To remove them nicely:
First we get the zombie worker object and make the job fail by doing
worker.failed_queue.quarantine(job, exc_info=("Dead worker", "Moving job to failed queue"))
and then register the death of the worker:
worker.register_death()

In code:
get_zombies.py

import sys
import subprocess
import re
from env import envget
from rq import Worker
from redis import Redis
import datetime


def call_with_output(array):
    p = subprocess.Popen(array, stdout=subprocess.PIPE, stderr=subprocess.PIPE)
    output, err = p.communicate()
    return output


def get_zombie_workers():
    containers = call_with_output(['docker','ps','-q'])
    containers = containers.split()
    redis_workers = call_with_output(['docker-compose', 'exec', 'api', 'rq', 'info', '--only-workers', '--raw', '--url', 'redis://codexbackendfull_redis_1'])
    redis_workers = redis_workers.split('\n')
    redis_workers_clean = []

    for x in redis_workers:
        a=re.search('[a-f0-9]{12}',x)
        if a is not None:
            redis_workers_clean.append(a.group(0))

    zombies = list(set(redis_workers_clean)-set(containers))
    return zombies


zombies = get_zombie_workers()
for x in zombies:
    print str(x),

remove_zombies.py

import sys
import subprocess
from IPython import embed
import re
from env import envget
from rq import Worker
from redis import Redis
import datetime


def remove_zombies():
    workers_and_tasks = []
    connection = Redis(host=envget('redis.host'))
    workers = Worker.all(connection=connection)
    for worker in workers:
        if worker.name[0:12] in sys.argv:
            job = worker.get_current_job()
            if job is not None:
                job.ended_at = datetime.datetime.utcnow()
                worker.failed_queue.quarantine(job, exc_info=("Dead worker", "Moving job to failed queue"))
            worker.register_death()

remove_zombies()

The executing is done by doing
python get_zombies.py
I will return a list of zombie workers
and then, (in our setup is inside a docker container)

docker-compose exec some_container python remove_zombies.py <zombie_1> <zombie_2> etc

CrimsonGlory on 25 Mar 2017

❤3

All 20 comments

To get the list of zombie workers we do the following:

In our setup each worker is executed inside a docker container.
The name of the worker is by default the hostname.1. (hostname + ".1").

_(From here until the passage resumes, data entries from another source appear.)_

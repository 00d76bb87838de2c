//! Hello Discovery example for Beacon.
//!
//! This example demonstrates basic usage of Beacon:
//! - Announcing local instances with a `Registrar`
//! - Watching them through an mDNS `Instancer`
//! - Subscribing to state changes and reading the current state
//!
//! Set `RUST_LOG=beacon_discovery=debug` to see every refresh.
//! Multicast must be allowed on the local network.

use std::time::Duration;

use beacon::{DiscoveryEvent, Instancer, InstancerOptions, Registrar, Service};
use tokio::sync::mpsc;
use tracing_subscriber::EnvFilter;

const SERVICE: &str = "_hello-beacon._tcp";
const INSTANCES: u16 = 3;

fn describe(event: &DiscoveryEvent) -> String {
    match event {
        DiscoveryEvent::Instances(instances) => {
            let mut addrs: Vec<String> = instances.iter().map(ToString::to_string).collect();
            addrs.sort();
            format!("{} instance(s): [{}]", addrs.len(), addrs.join(", "))
        }
        DiscoveryEvent::Err(err) => format!("error: {err}"),
    }
}

#[tokio::main]
async fn main() -> Result<(), Box<dyn std::error::Error>> {
    tracing_subscriber::fmt()
        .with_env_filter(EnvFilter::from_default_env())
        .init();

    println!("Beacon Hello Discovery Example");
    println!("==============================\n");

    // Announce a few local instances on every interface address.
    // mdns-sd does not serve loopback, so 127.0.0.1 would never be found.
    let mut registrars = Vec::new();
    for i in 0..INSTANCES {
        let port = 18080 + i;
        let service = Service::new(format!("hello-{i}"), SERVICE, port).txt(format!("index={i}"));
        let registrar = Registrar::new(service)?;
        registrar.register();
        println!("  announced {}", registrar.fullname());
        registrars.push(registrar);
    }

    // Watch them
    let options = InstancerOptions::new()
        .refresh_interval(Duration::from_secs(2))
        .lookup_timeout(Duration::from_millis(800));
    let instancer = Instancer::new(SERVICE, options).await?;

    let (tx, mut rx) = mpsc::channel(8);
    instancer.register(tx);
    println!("\nInitial state: {}", describe(&instancer.state()));

    // Withdraw one instance and watch the cache follow
    if let Some(registrar) = registrars.pop() {
        registrar.deregister();
        println!("  withdrew {}", registrar.fullname());
    }

    for _ in 0..3 {
        match tokio::time::timeout(Duration::from_secs(5), rx.recv()).await {
            Ok(Some(event)) => println!("Update: {}", describe(&event)),
            Ok(None) => break,
            Err(_) => println!("No update within 5s"),
        }
    }

    instancer.stop().await;
    for registrar in &registrars {
        registrar.deregister();
    }

    println!("\nExample completed successfully!");
    Ok(())
}

#[cfg(test)]
mod tests {
    use super::*;
    use beacon::{DiscoveryError, Endpoint, QueryError};

    #[test]
    fn test_describe_sorts_instances() {
        let event = DiscoveryEvent::Instances(vec![
            Endpoint::new("127.0.0.1:2".parse().unwrap()),
            Endpoint::new("127.0.0.1:1".parse().unwrap()),
        ]);
        assert_eq!(describe(&event), "2 instance(s): [127.0.0.1:1, 127.0.0.1:2]");
    }

    #[test]
    fn test_describe_error() {
        let event = DiscoveryEvent::Err(DiscoveryError::from(QueryError::Backend("down".into())));
        assert_eq!(describe(&event), "error: query error: lookup failed: down");
    }
}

In the case of a docker container, the hostname is the container id.
We get the list of containers id (Set A)
We get the list of redis workers (Set B)
zombie workers = Set B - Set A

In code:
get_zombies.py

import sys
import subprocess
import re
from env import envget
from rq import Worker
from redis import Redis
import datetime


def call_with_output(array):
    p = subprocess.Popen(array, stdout=subprocess.PIPE, stderr=subprocess.PIPE)
    output, err = p.communicate()
    return output


def get_zombie_workers():
    containers = call_with_output(['docker','ps','-q'])
    containers = containers.split()
    redis_workers = call_with_output(['docker-compose', 'exec', 'api', 'rq', 'info', '--only-workers', '--raw', '--url', 'redis://codexbackendfull_redis_1'])
    redis_workers = redis_workers.split('\n')
    redis_workers_clean = []

    for x in redis_workers:
        a=re.search('[a-f0-9]{12}',x)
        if a is not None:
            redis_workers_clean.append(a.group(0))

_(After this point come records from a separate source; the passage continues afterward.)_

//! Error types for beacon service discovery.

use std::time::Duration;

/// Main error type for discovery operations.
///
/// Errors are `Clone + Eq` because a failed refresh is cached and handed to
/// every subscriber as part of a [`DiscoveryEvent`](crate::DiscoveryEvent).
#[derive(Debug, Clone, PartialEq, Eq, thiserror::Error)]
pub enum DiscoveryError {
    /// The discovery query could not be issued or collected.
    #[error("query error: {0}")]
    Query(#[from] QueryError),

    /// Invalid construction parameters.
    #[error("config error: {0}")]
    Config(#[from] ConfigError),

    /// A single reply could not be turned into an endpoint.
    #[error("entry error: {0}")]
    Entry(#[from] EntryError),
}

/// Transport-level failures of a discovery round.
#[derive(Debug, Clone, PartialEq, Eq, thiserror::Error)]
pub enum QueryError {
    /// The protocol daemon could not be started (usually a socket bind failure).
    #[error("failed to start discovery daemon: {0}")]
    Daemon(String),

    /// The multicast interface selection was rejected.
    #[error("failed to select interface {interface}: {reason}")]
    Interface {
        /// Interface the caller asked for
        interface: String,
        /// Why it was rejected
        reason: String,
    },

    /// The browse request failed.
    #[error("failed to browse {service}: {reason}")]
    Browse {
        /// Fully qualified service type
        service: String,
        /// Underlying failure
        reason: String,
    },

    /// The lookup task died before producing a result.
    #[error("lookup task failed: {0}")]
    Task(String),

    /// Lookup failure reported by a non-network backend.
    #[error("lookup failed: {0}")]
    Backend(String),
}

/// Invalid construction parameters.
#[derive(Debug, Clone, PartialEq, Eq, thiserror::Error)]
pub enum ConfigError {
    /// No service name was given.
    #[error("service name is empty")]
    EmptyService,

    /// No discovery domain was given.
    #[error("discovery domain is empty")]
    EmptyDomain,

    /// The service name is not one the backend can browse.
    #[error("invalid service type {service:?}: {reason}")]
    InvalidService {
        /// Offending service name
        service: String,
        /// What is wrong with it
        reason: String,
    },

    /// A refresh interval of zero would spin the scheduler.
    #[error("refresh interval must be greater than zero")]
    ZeroRefreshInterval,

    /// A lookup timeout of zero would never collect a reply.
    #[error("lookup timeout must be greater than zero")]
    ZeroLookupTimeout,

    /// The announcement record could not be built.
    #[error("invalid service record: {0}")]
    InvalidRecord(String),
}

/// A malformed reply inside an otherwise successful lookup.
#[derive(Debug, Clone, PartialEq, Eq, thiserror::Error)]
pub enum EntryError {
    /// The reply carried neither an IPv4 nor an IPv6 address.
    #[error("invalid mdns entry {name}: no IPv4 or IPv6 address")]
    NoAddress {
        /// Instance name from the reply
        name: String,
    },
}

impl ConfigError {
    /// Create an invalid-service error.
    #[must_use]
    pub fn invalid_service(service: impl Into<String>, reason: impl Into<String>) -> Self {
        Self::InvalidService {
            service: service.into(),
            reason: reason.into(),
        }
    }

    /// Check a duration parameter, mapping zero to the given error.
    pub fn require_nonzero(value: Duration, err: Self) -> Result<Duration, Self> {
        if value.is_zero() { Err(err) } else { Ok(value) }
    }
}

impl DiscoveryError {
    /// Check if this error came from a failed query.
    ///
    /// Query errors are transient: the scheduler publishes them and tries
    /// again on the next tick.
    #[must_use]
    pub fn is_query(&self) -> bool {
        matches!(self, Self::Query(_))
    }

    /// Check if this error came from invalid construction parameters.
    #[must_use]
    pub fn is_config(&self) -> bool {
        matches!(self, Self::Config(_))
    }
}

#[cfg(test)]
mod tests {
    use super::*;

    #[test]
    fn test_error_display() {
        let err = DiscoveryError::from(QueryError::Daemon("address in use".into()));
        assert_eq!(
            err.to_string(),
            "query error: failed to start discovery daemon: address in use"
        );

        let err = EntryError::NoAddress {
            name: "web._http._tcp.local.".into(),
        };
        assert_eq!(
            err.to_string(),
            "invalid mdns entry web._http._tcp.local.: no IPv4 or IPv6 address"
        );
    }

    #[test]
    fn test_classification() {
        assert!(DiscoveryError::from(QueryError::Task("panicked".into())).is_query());
        assert!(DiscoveryError::from(ConfigError::EmptyService).is_config());
        assert!(!DiscoveryError::from(ConfigError::EmptyDomain).is_query());
    }

    #[test]
    fn test_require_nonzero() {
        let ok =
            ConfigError::require_nonzero(Duration::from_secs(1), ConfigError::ZeroLookupTimeout);
        assert_eq!(ok, Ok(Duration::from_secs(1)));

        let err = ConfigError::require_nonzero(Duration::ZERO, ConfigError::ZeroRefreshInterval);
        assert_eq!(err, Err(ConfigError::ZeroRefreshInterval));
    }
}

    zombies = list(set(redis_workers_clean)-set(containers))
    return zombies


zombies = get_zombie_workers()
for x in zombies:
    print str(x),

remove_zombies.py

import sys
import subprocess
from IPython import embed
import re
from env import envget
from rq import Worker
from redis import Redis
import datetime


def remove_zombies():
    workers_and_tasks = []
    connection = Redis(host=envget('redis.host'))
    workers = Worker.all(connection=connection)
    for worker in workers:
        if worker.name[0:12] in sys.argv:
            job = worker.get_current_job()
            if job is not None:
                job.ended_at = datetime.datetime.utcnow()
                worker.failed_queue.quarantine(job, exc_info=("Dead worker", "Moving job to failed queue"))
            worker.register_death()

remove_zombies()

The executing is done by doing
python get_zombies.py
I will return a list of zombie workers
and then, (in our setup is inside a docker container)

docker-compose exec some_container python remove_zombies.py <zombie_1> <zombie_2> etc

CrimsonGlory on 25 Mar 2017

❤3

This is definitely a problem.

I don't have a better way for identifying zombie workers than @WeatherGod 's suggestion.

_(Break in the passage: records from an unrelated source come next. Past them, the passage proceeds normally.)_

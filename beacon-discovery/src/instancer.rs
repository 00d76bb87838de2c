//! Periodic-refresh instancer.
//!
//! An [`Instancer`] resolves one service on a fixed interval and keeps the
//! outcome in a [`Cache`] that any number of consumers can read or
//! subscribe to.

use std::sync::Arc;
use std::time::Duration;

use beacon_core::{ConfigError, DiscoveryError, DiscoveryEvent};
use tokio::sync::mpsc;
use tokio::time::{Instant, MissedTickBehavior};
use tokio_util::sync::CancellationToken;
use tokio_util::task::TaskTracker;

use crate::cache::Cache;
use crate::resolver::{Interface, Lookup, Query};

/// Default interval between refreshes.
pub const DEFAULT_REFRESH_INTERVAL: Duration = Duration::from_secs(3);

/// Default discovery domain.
pub const DEFAULT_DOMAIN: &str = "local";

/// Default time to collect replies per lookup.
pub const DEFAULT_LOOKUP_TIMEOUT: Duration = Duration::from_secs(1);

/// Configuration for an [`Instancer`].
#[derive(Debug, Clone)]
pub struct InstancerOptions {
    /// Interval between refreshes.
    pub refresh_interval: Duration,

    /// Discovery domain.
    pub domain: String,

    /// Time to collect replies per lookup.
    pub lookup_timeout: Duration,

    /// Interface to query on. `None` queries on every interface.
    pub interface: Option<Interface>,

    /// Ask responders for unicast replies.
    pub want_unicast_response: bool,
}

impl Default for InstancerOptions {
    fn default() -> Self {
        Self {
            refresh_interval: DEFAULT_REFRESH_INTERVAL,
            domain: DEFAULT_DOMAIN.to_string(),
            lookup_timeout: DEFAULT_LOOKUP_TIMEOUT,
            interface: None,
            want_unicast_response: false,
        }
    }
}

impl InstancerOptions {
    /// Create options with defaults.
    #[must_use]
    pub fn new() -> Self {
        Self::default()
    }

    /// Set the refresh interval.
    #[must_use]
    pub fn refresh_interval(mut self, interval: Duration) -> Self {
        self.refresh_interval = interval;
        self
    }

    /// Set the discovery domain.
    #[must_use]
    pub fn domain(mut self, domain: impl Into<String>) -> Self {
        self.domain = domain.into();
        self
    }

    /// Set the per-lookup timeout.
    #[must_use]
    pub fn lookup_timeout(mut self, timeout: Duration) -> Self {
        self.lookup_timeout = timeout;
        self
    }

    /// Query on a single interface.
    #[must_use]
    pub fn interface(mut self, interface: Interface) -> Self {
        self.interface = Some(interface);
        self
    }

    /// Ask responders for unicast replies.
    #[must_use]
    pub fn want_unicast_response(mut self, enabled: bool) -> Self {
        self.want_unicast_response = enabled;
        self
    }

    /// Validate the options and build the query for `service`.
    pub fn query(&self, service: &str) -> Result<Query, ConfigError> {
        if service.trim_end_matches('.').is_empty() {
            return Err(ConfigError::EmptyService);
        }
        if self.domain.trim_matches('.').is_empty() {
            return Err(ConfigError::EmptyDomain);
        }
        ConfigError::require_nonzero(self.refresh_interval, ConfigError::ZeroRefreshInterval)?;
        let timeout =
            ConfigError::require_nonzero(self.lookup_timeout, ConfigError::ZeroLookupTimeout)?;

        Ok(Query {
            service: service.to_string(),
            domain: self.domain.clone(),
            timeout,
            interface: self.interface.clone(),
            want_unicast_response: self.want_unicast_response,
        })
    }
}

struct Shared<R> {
    query: Query,
    resolver: R,
    cache: Cache,
}

impl<R: Lookup> Shared<R> {
    /// One discovery round, published whole.
    async fn refresh(&self) {
        let result = self.resolver.lookup(&self.query).await;
        match &result {
            Ok(instances) => tracing::debug!(
                service = %self.query.service,
                count = instances.len(),
                "refresh succeeded"
            ),
            Err(err) => tracing::warn!(
                service = %self.query.service,
                error = %err,
                "refresh failed"
            ),
        }
        self.cache.update(DiscoveryEvent::from(result)).await;
    }
}

/// Keeps a live view of the instances of one service.
///
/// Construction runs one lookup and waits for it, so [`Instancer::state`]
/// reflects a real attempt as soon as `new` returns. A background task then
/// refreshes on every interval tick; refreshes may overlap and publish in
/// completion order. A failed refresh replaces the instance list with the
/// error until a later refresh succeeds.
///
/// A tick is skipped while a finished refresh is still queued behind a
/// stalled subscriber, so a slow consumer does not pile up lookups.
///
/// ## Example
///
/// ```rust
/// use beacon_discovery::{Instancer, InstancerOptions, StaticResolver};
/// use std::net::SocketAddr;
/// use std::time::Duration;
///
/// # tokio::runtime::Runtime::new().unwrap().block_on(async {
/// let resolver = StaticResolver::new();
/// let addr: SocketAddr = "127.0.0.1:8080".parse().unwrap();
/// resolver.add_endpoint("_web._tcp", addr);
///
/// let options = InstancerOptions::new().refresh_interval(Duration::from_secs(3));
/// let instancer = Instancer::with_resolver("_web._tcp", options, resolver)
///     .await
///     .unwrap();
///
/// let state = instancer.state();
/// assert_eq!(state.instances().map(<[_]>::len), Some(1));
///
/// instancer.stop().await;
/// # });
/// ```
pub struct Instancer<R: Lookup> {
    shared: Arc<Shared<R>>,
    options: InstancerOptions,
    cancel: CancellationToken,
    tracker: TaskTracker,
}

impl<R: Lookup> Instancer<R> {
    /// Create an instancer that resolves `service` through `resolver`.
    ///
    /// Fails with a [`ConfigError`] before any lookup if the options are
    /// invalid or the resolver rejects the query.
    pub async fn with_resolver(
        service: impl Into<String>,
        options: InstancerOptions,
        resolver: R,
    ) -> Result<Self, DiscoveryError> {
        let service = service.into();
        let query = options.query(&service)?;
        resolver.validate(&query)?;

        let shared = Arc::new(Shared {
            query,
            resolver,
            cache: Cache::new(),
        });

        // First lookup, before anyone can observe the cache.
        shared.refresh().await;

        let cancel = CancellationToken::new();
        let tracker = TaskTracker::new();
        tracker.spawn(run(
            shared.clone(),
            options.refresh_interval,
            cancel.clone(),
            tracker.clone(),
        ));

        tracing::info!(
            service = %service,
            interval = ?options.refresh_interval,
            "instancer started"
        );

        Ok(Self {
            shared,
            options,
            cancel,
            tracker,
        })
    }

    /// Subscribe a channel to every future state change.
    ///
    /// The current state is not replayed; call [`Instancer::state`] after
    /// registering if it is needed.
    pub fn register(&self, tx: mpsc::Sender<DiscoveryEvent>) {
        self.shared.cache.register(tx);
    }

    /// Unsubscribe a channel.
    pub fn deregister(&self, tx: &mpsc::Sender<DiscoveryEvent>) {
        self.shared.cache.deregister(tx);
    }

    /// The current state of discovery (instances or error).
    #[must_use]
    pub fn state(&self) -> DiscoveryEvent {
        self.shared.cache.state()
    }

    /// The service being resolved.
    #[must_use]
    pub fn service(&self) -> &str {
        &self.shared.query.service
    }

    /// The options this instancer was built with.
    #[must_use]
    pub fn options(&self) -> &InstancerOptions {
        &self.options
    }

    /// Stop refreshing and wait for in-flight refreshes to finish.
    ///
    /// Stops the cache, which releases blocked deliveries and drops every
    /// subscriber. Safe to call more than once.
    pub async fn stop(&self) {
        self.cancel.cancel();
        self.shared.cache.stop();
        self.tracker.close();
        self.tracker.wait().await;
        tracing::debug!(service = %self.shared.query.service, "instancer stopped");
    }
}

#[cfg(feature = "mdns")]
impl Instancer<crate::mdns::MdnsResolver> {
    /// Create an instancer that resolves `service` over mDNS.
    pub async fn new(
        service: impl Into<String>,
        options: InstancerOptions,
    ) -> Result<Self, DiscoveryError> {
        Self::with_resolver(service, options, crate::mdns::MdnsResolver::new()).await
    }
}

/// Dropping without `stop` ends the loop but does not wait for it.
impl<R: Lookup> Drop for Instancer<R> {
    fn drop(&mut self) {
        self.cancel.cancel();
        self.shared.cache.stop();
    }
}

async fn run<R: Lookup>(
    shared: Arc<Shared<R>>,
    period: Duration,
    cancel: CancellationToken,
    tracker: TaskTracker,
) {
    let mut ticker = tokio::time::interval_at(Instant::now() + period, period);
    ticker.set_missed_tick_behavior(MissedTickBehavior::Delay);

    loop {
        tokio::select! {
            biased;
            _ = cancel.cancelled() => break,
            _ = ticker.tick() => {
                let queued = shared.cache.queued_updates();
                if queued > 0 {
                    tracing::debug!(
                        service = %shared.query.service,
                        queued,
                        "previous update still queued, skipping refresh"
                    );
                    continue;
                }
                let shared = shared.clone();
                tracker.spawn(async move { shared.refresh().await });
            }
        }
    }
}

I think a good first step is to write a worker.cleanup_zombies() method. Keep in mind that workers can be run in multiple different servers so the worker only needs check for the status of other workers running in the same box. When zombie workers are detected, jobs should be failed over automatically.

This should be run by the worker periodically, similar to worker.clean_registries() here: https://github.com/nvie/rq/blob/master/rq/worker.py#L456

Thoughts?

selwin on 19 Apr 2017

I was also having this issue. For my case I always knew that when my worker re-started, that would mean it should remove the zombie worker it was replacing, so in worker.py I made the worker save it's job name to a file, and then while starting look for that file, load that file, and register it's old zombie worker as dead. This seems to be working well for me (but wish RQ had some way of handling this internally)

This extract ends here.